▸ TASK PROMPT
Read through the material below and find each line that has the word "args"; copy it.
[[ RECORDS PROVIDED, beginning ]]
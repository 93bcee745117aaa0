use std::sync::Arc;

use winit::window::Window;

use crate::surface::CanvasTarget;

use super::{GpuInit, GpuSurface};

/// A winit window used as the drawing canvas; its client area is the canvas.
pub struct WindowCanvas {
    window: Arc<Window>,
    init: GpuInit,
}

impl WindowCanvas {
    pub fn new(window: Arc<Window>) -> Self {
        Self::with_init(window, GpuInit::default())
    }

    pub fn with_init(window: Arc<Window>, init: GpuInit) -> Self {
        Self { window, init }
    }
}

impl CanvasTarget for WindowCanvas {
    type Surface = GpuSurface;

    fn into_surface(self) -> anyhow::Result<GpuSurface> {
        // Adapter/device acquisition is async under wgpu; the binding is synchronous.
        pollster::block_on(GpuSurface::new(self.window, self.init))
    }
}
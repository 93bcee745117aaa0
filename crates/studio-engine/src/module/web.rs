//! Browser-hosted engine module.
//!
//! The engine ships as an Emscripten-style script that defines a global
//! factory (`DesignStudioModule` by default). Calling the factory resolves to
//! an exports object carrying the `_engine_*` functions.

use std::future::Future;

use js_sys::{Array, Function, Promise, Reflect};
use wasm_bindgen::closure::Closure;
use wasm_bindgen::{JsCast, JsValue};
use wasm_bindgen_futures::JsFuture;
use web_sys::Document;

use crate::binding::BindingError;
use crate::coords::{CanvasSize, ColorRgba, Rect, Vec2};

use super::{EngineHandle, EngineModule, ModuleLoader, RectRef};

/// Exports object of an instantiated engine module.
pub struct WebModule {
    exports: JsValue,
}

impl WebModule {
    pub fn from_exports(exports: JsValue) -> Self {
        Self { exports }
    }

    /// Calls export `name`. Missing exports and thrown exceptions are logged and
    /// yield `undefined`.
    fn call(&self, name: &str, args: &[JsValue]) -> JsValue {
        let func = Reflect::get(&self.exports, &JsValue::from_str(name))
            .ok()
            .and_then(|f| f.dyn_into::<Function>().ok());

        let Some(func) = func else {
            log::error!("engine module has no export `{name}`");
            return JsValue::UNDEFINED;
        };

        let argv: Array = args.iter().collect();
        func.apply(&self.exports, &argv).unwrap_or_else(|e| {
            log::error!("`{name}` threw: {e:?}");
            JsValue::UNDEFINED
        })
    }

    fn call_on(&self, name: &str, handle: EngineHandle, rest: &[f64]) -> JsValue {
        let mut args = Vec::with_capacity(rest.len() + 1);
        args.push(JsValue::from_f64(handle.raw() as f64));
        args.extend(rest.iter().map(|v| JsValue::from_f64(*v)));
        self.call(name, &args)
    }
}

impl EngineModule for WebModule {
    fn create(&self) -> Option<EngineHandle> {
        let ptr = self.call("_engine_create", &[]).as_f64()?;
        if ptr < 1.0 {
            return None;
        }
        EngineHandle::from_raw(ptr as u64)
    }

    fn destroy(&self, handle: EngineHandle) {
        self.call_on("_engine_destroy", handle, &[]);
    }

    fn initialize(&self, handle: EngineHandle, size: CanvasSize) -> bool {
        let ok = self.call_on(
            "_engine_initialize",
            handle,
            &[size.width as f64, size.height as f64],
        );
        ok.as_bool().unwrap_or_else(|| ok.as_f64().is_some_and(|v| v != 0.0))
    }

    fn set_canvas_size(&self, handle: EngineHandle, size: CanvasSize) {
        self.call_on(
            "_engine_set_canvas_size",
            handle,
            &[size.width as f64, size.height as f64],
        );
    }

    fn render(&self, handle: EngineHandle) {
        self.call_on("_engine_render", handle, &[]);
    }

    fn mouse_down(&self, handle: EngineHandle, pos: Vec2) {
        self.call_on("_engine_mouse_down", handle, &[pos.x as f64, pos.y as f64]);
    }

    fn mouse_move(&self, handle: EngineHandle, pos: Vec2) {
        self.call_on("_engine_mouse_move", handle, &[pos.x as f64, pos.y as f64]);
    }

    fn mouse_up(&self, handle: EngineHandle, pos: Vec2) {
        self.call_on("_engine_mouse_up", handle, &[pos.x as f64, pos.y as f64]);
    }

    fn add_rectangle(&self, handle: EngineHandle, rect: Rect) -> Option<RectRef> {
        let index = self
            .call_on(
                "_engine_add_rectangle",
                handle,
                &[
                    rect.origin.x as f64,
                    rect.origin.y as f64,
                    rect.size.x as f64,
                    rect.size.y as f64,
                ],
            )
            .as_f64()?;

        (index >= 0.0 && index <= u32::MAX as f64).then(|| RectRef::new(index as u32))
    }

    fn set_rectangle_color(&self, handle: EngineHandle, index: RectRef, color: ColorRgba) {
        self.call_on(
            "_engine_set_rectangle_color",
            handle,
            &[
                index.index() as f64,
                color.r as f64,
                color.g as f64,
                color.b as f64,
                color.a as f64,
            ],
        );
    }

    fn clear_shapes(&self, handle: EngineHandle) {
        self.call_on("_engine_clear_shapes", handle, &[]);
    }
}

/// Fetches the engine script and instantiates the module.
#[derive(Debug, Clone)]
pub struct WebModuleLoader {
    /// URL of the script defining the factory; injected only if the factory is missing.
    pub script_url: String,
    /// Name of the global factory function.
    pub factory: String,
}

impl Default for WebModuleLoader {
    fn default() -> Self {
        Self {
            script_url: "/DesignStudioModule.js".to_string(),
            factory: "DesignStudioModule".to_string(),
        }
    }
}

impl WebModuleLoader {
    async fn instantiate(&self) -> Result<WebModule, JsValue> {
        let window = web_sys::window().ok_or_else(|| JsValue::from_str("no window"))?;
        let global: JsValue = window.clone().into();
        let factory_key = JsValue::from_str(&self.factory);

        if Reflect::get(&global, &factory_key)?.is_undefined() {
            let document = window
                .document()
                .ok_or_else(|| JsValue::from_str("no document"))?;
            inject_script(&document, &self.script_url).await?;
        }

        let factory: Function = Reflect::get(&global, &factory_key)?.dyn_into()?;
        let pending = factory.call0(&JsValue::NULL)?;
        let exports = JsFuture::from(Promise::resolve(&pending)).await?;

        Ok(WebModule::from_exports(exports))
    }
}

impl ModuleLoader for WebModuleLoader {
    type Module = WebModule;

    fn load(&mut self) -> impl Future<Output = Result<WebModule, BindingError>> {
        async move {
            self.instantiate()
                .await
                .map_err(|e| BindingError::ModuleLoad(format!("{e:?}")))
        }
    }
}

/// Appends a `<script src=url>` to the document head and waits for it to load.
async fn inject_script(document: &Document, url: &str) -> Result<(), JsValue> {
    let script = document.create_element("script")?;
    script.set_attribute("src", url)?;

    let loaded = Promise::new(&mut |resolve, reject| {
        let onload = Closure::once_into_js(move || {
            let _ = resolve.call0(&JsValue::NULL);
        });
        let onerror = Closure::once_into_js(move || {
            let _ = reject.call1(&JsValue::NULL, &JsValue::from_str("failed to load engine script"));
        });
        let _ = Reflect::set(script.as_ref(), &JsValue::from_str("onload"), &onload);
        let _ = Reflect::set(script.as_ref(), &JsValue::from_str("onerror"), &onerror);
    });

    let head = document
        .head()
        .ok_or_else(|| JsValue::from_str("document has no head"))?;
    head.append_child(&script)?;

    JsFuture::from(loaded).await?;
    Ok(())
}
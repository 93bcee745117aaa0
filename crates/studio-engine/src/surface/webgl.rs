use anyhow::anyhow;
use wasm_bindgen::JsCast;
use web_sys::{HtmlCanvasElement, WebGlRenderingContext as Gl};

use crate::coords::{CanvasSize, ColorRgba};

use super::{CanvasTarget, RenderSurface};

/// WebGL 1 context bound to an HTML canvas.
pub struct WebGlSurface {
    canvas: HtmlCanvasElement,
    gl: Gl,
}

impl RenderSurface for WebGlSurface {
    fn configure(&mut self, clear: ColorRgba) {
        self.gl.clear_color(clear.r, clear.g, clear.b, clear.a);
        self.gl.enable(Gl::DEPTH_TEST);
        log::info!("WebGL context initialized");
    }

    fn resize(&mut self, size: CanvasSize) {
        self.canvas.set_width(size.width);
        self.canvas.set_height(size.height);
        self.gl.viewport(0, 0, size.width as i32, size.height as i32);
    }

    fn clear(&mut self) {
        self.gl.clear(Gl::COLOR_BUFFER_BIT | Gl::DEPTH_BUFFER_BIT);
    }
}

impl CanvasTarget for HtmlCanvasElement {
    type Surface = WebGlSurface;

    fn into_surface(self) -> anyhow::Result<WebGlSurface> {
        let gl = ["webgl", "experimental-webgl"]
            .iter()
            .find_map(|kind| self.get_context(kind).ok().flatten())
            .and_then(|ctx| ctx.dyn_into::<Gl>().ok())
            .ok_or_else(|| anyhow!("WebGL not supported"))?;

        Ok(WebGlSurface { canvas: self, gl })
    }
}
[[ RECORDS PROVIDED, end ]]
▸ RESPONSE
    fn call(&self, name: &str, args: &[JsValue]) -> JsValue {
        let argv: Array = args.iter().collect();
        let mut args = Vec::with_capacity(rest.len() + 1);
        args.push(JsValue::from_f64(handle.raw() as f64));
        args.extend(rest.iter().map(|v| JsValue::from_f64(*v)));
        self.call(name, &args)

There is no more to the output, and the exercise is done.